Ignore pins: Ignore pins are the stop points of the clock tree.Clock tree synthesis does not balance delays for ignore pins.
For eg
Sequential gate’s non-clock port, such as set/reset,Logic gate’s output pin without a connection to a net.


Clock tree is constructed by inverter and buffers available in the library.

Clock tree synthesis has the following clock tree constraints:

• Maximum transition delay-It limits the maximum transition delay time each clock net may have.
  
• Maximum load capacitance-It limits the load capacitance (wire and pin) each buffer in the clock tree may drive.
  
• Maximum fanout-It limits the fanout each buffer in the clock tree may drive.
  
• Maximum buffer level-It is important to understand that this constraint will be applied per gate level; that is, if your clock tree has several serial gating cells, each sub tree can have up to "rule maximum buffer levels" levels.Another thing to note is that when the maximum of levels is reached, clock tree synthesis will stop any further processing

Optimization in CTS:

• Buffer sizing and gate sizing-all gating cells in the clock tree will be sized to their largest available drive strength before any other processing is done.
• Delay insertion
• Buffer gate relocation-With this parameter, all gating cells in the clock tree will be moved to be located at the center of their fanout
• Dummy load
• level adjustment

Effect of CTS:
clock buffers are added.
Congestion may increase.
Non clock tree cells may be moved to less ideal locations.
Can introduce new timing and max trans/cap violations.

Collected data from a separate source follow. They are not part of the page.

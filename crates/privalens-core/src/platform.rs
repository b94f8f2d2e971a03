//! Platform classification for profile URLs

use serde::{Deserialize, Serialize};
use std::fmt;

/// Social platform a profile URL belongs to
#[derive(Debug, Clone, Copy, PartialEq, Eq, Hash, PartialOrd, Ord, Serialize, Deserialize)]
#[serde(rename_all = "lowercase")]
pub enum Platform {
    Twitter,
    Facebook,
    Instagram,
    Linkedin,
    Tiktok,
    Youtube,
    Unknown,
}

/// Ordered domain-fragment table. First match wins, so overlapping
/// fragments (x.com inside a longer host) resolve predictably.
const DOMAIN_TABLE: &[(&str, Platform)] = &[
    ("twitter.com", Platform::Twitter),
    ("x.com", Platform::Twitter),
    ("facebook.com", Platform::Facebook),
    ("instagram.com", Platform::Instagram),
    ("linkedin.com", Platform::Linkedin),
    ("tiktok.com", Platform::Tiktok),
    ("youtube.com", Platform::Youtube),
];

impl Platform {
    /// Classify a URL by case-insensitive substring match against the
    /// domain table. Total: anything unrecognized is `Unknown`.
    pub fn classify(url: &str) -> Platform {
        let lower = url.to_ascii_lowercase();
        DOMAIN_TABLE
            .iter()
            .find(|(fragment, _)| lower.contains(fragment))
            .map(|&(_, platform)| platform)
            .unwrap_or(Platform::Unknown)
    }

    /// Lowercase wire name of the platform
    pub fn as_str(&self) -> &'static str {
        match self {
            Platform::Twitter => "twitter",
            Platform::Facebook => "facebook",
            Platform::Instagram => "instagram",
            Platform::Linkedin => "linkedin",
            Platform::Tiktok => "tiktok",
            Platform::Youtube => "youtube",
            Platform::Unknown => "unknown",
        }
    }
}

impl fmt::Display for Platform {
    fn fmt(&self, f: &mut fmt::Formatter<'_>) -> fmt::Result {
        f.write_str(self.as_str())
    }
}

#[cfg(test)]
mod tests {
    use super::*;

    #[test]
    fn test_classify_known_domains() {
        assert_eq!(
            Platform::classify("https://twitter.com/alice"),
            Platform::Twitter
        );
        assert_eq!(Platform::classify("https://x.com/alice"), Platform::Twitter);
        assert_eq!(
            Platform::classify("https://www.facebook.com/bob"),
            Platform::Facebook
        );
        assert_eq!(
            Platform::classify("https://instagram.com/carol"),
            Platform::Instagram
        );
        assert_eq!(
            Platform::classify("https://www.linkedin.com/in/dave"),
            Platform::Linkedin
        );
        assert_eq!(
            Platform::classify("https://tiktok.com/@erin"),
            Platform::Tiktok
        );
        assert_eq!(
            Platform::classify("https://youtube.com/@frank"),
            Platform::Youtube
        );
    }

    #[test]
    fn test_classify_is_case_insensitive() {
        assert_eq!(
            Platform::classify("HTTPS://TWITTER.COM/Alice"),
            Platform::Twitter
        );
        assert_eq!(
            Platform::classify("https://www.TikTok.com/@erin"),
            Platform::Tiktok
        );
    }

    #[test]
    fn test_classify_unknown_never_fails() {
        assert_eq!(Platform::classify("https://example.org/me"), Platform::Unknown);
        assert_eq!(Platform::classify(""), Platform::Unknown);
        assert_eq!(Platform::classify("not a url at all"), Platform::Unknown);
    }

    #[test]
    fn test_serde_lowercase_names() {
        assert_eq!(
            serde_json::to_string(&Platform::Linkedin).unwrap(),
            "\"linkedin\""
        );
        let parsed: Platform = serde_json::from_str("\"youtube\"").unwrap();
        assert_eq!(parsed, Platform::Youtube);
    }

    #[test]
    fn test_display_matches_wire_name() {
        assert_eq!(Platform::Twitter.to_string(), "twitter");
        assert_eq!(Platform::Unknown.to_string(), "unknown");
    }
}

Reconnect the scan chains:
Scan chains are disconnected prior to placement to allow placement to focus on functional paths.
Reconnect scan chains so that they are included for hold time fixing.Different ordering based on placement to minimize routing resources.

After CTS actual clock network delay can be calculated instead of ideal values from SDC.

Clock tree optimization:
Perform additional clock tree optimization as necessary to further improve clock skew and insertion delay before routing.


what will you do if setup is till violating when clock tree is perfectly balanced?
Useful skew optimization is performed.It fixes setup timing violation using positive slack in the pipeline through clock push/pull.

Post route optimization should not be performed when useful skew CTO was executed.Post route CTO focuses on balancing skew which will undo the useful skew optimization.

If clock is skewed intentionally to improve setup slack then it is known as useful skew.

Routing Flow

Route Clock nets

↓

Route signal nets

↓

optimize trace topology

↓

Post route clock tree optimization

↓

all nets routed

↓

skew and timing ok? no→ Post route CTO
↓yes
Search and repair

Route clock nets:
To meet the specified insertion delay and skew it is necessary that clock nets be routed first, they can have the most direct-routing.
This also indicates to route the critical signals and buses in the design.


Route signal nets:
After the critical nets are routed the signal nets non-critical ca be routed.The process of routing is timing-driven.Routing of timing critical path is given highest priority in order to maintain the overall timing so that the route is as short as possible.Nets that are non-critical are routed around critical areas to provide more wiring area for critical nets.



Post route CTO:
Minor clock skew and timing violations may have been introduced by previous routing and optimization steps,which are fixed in this step.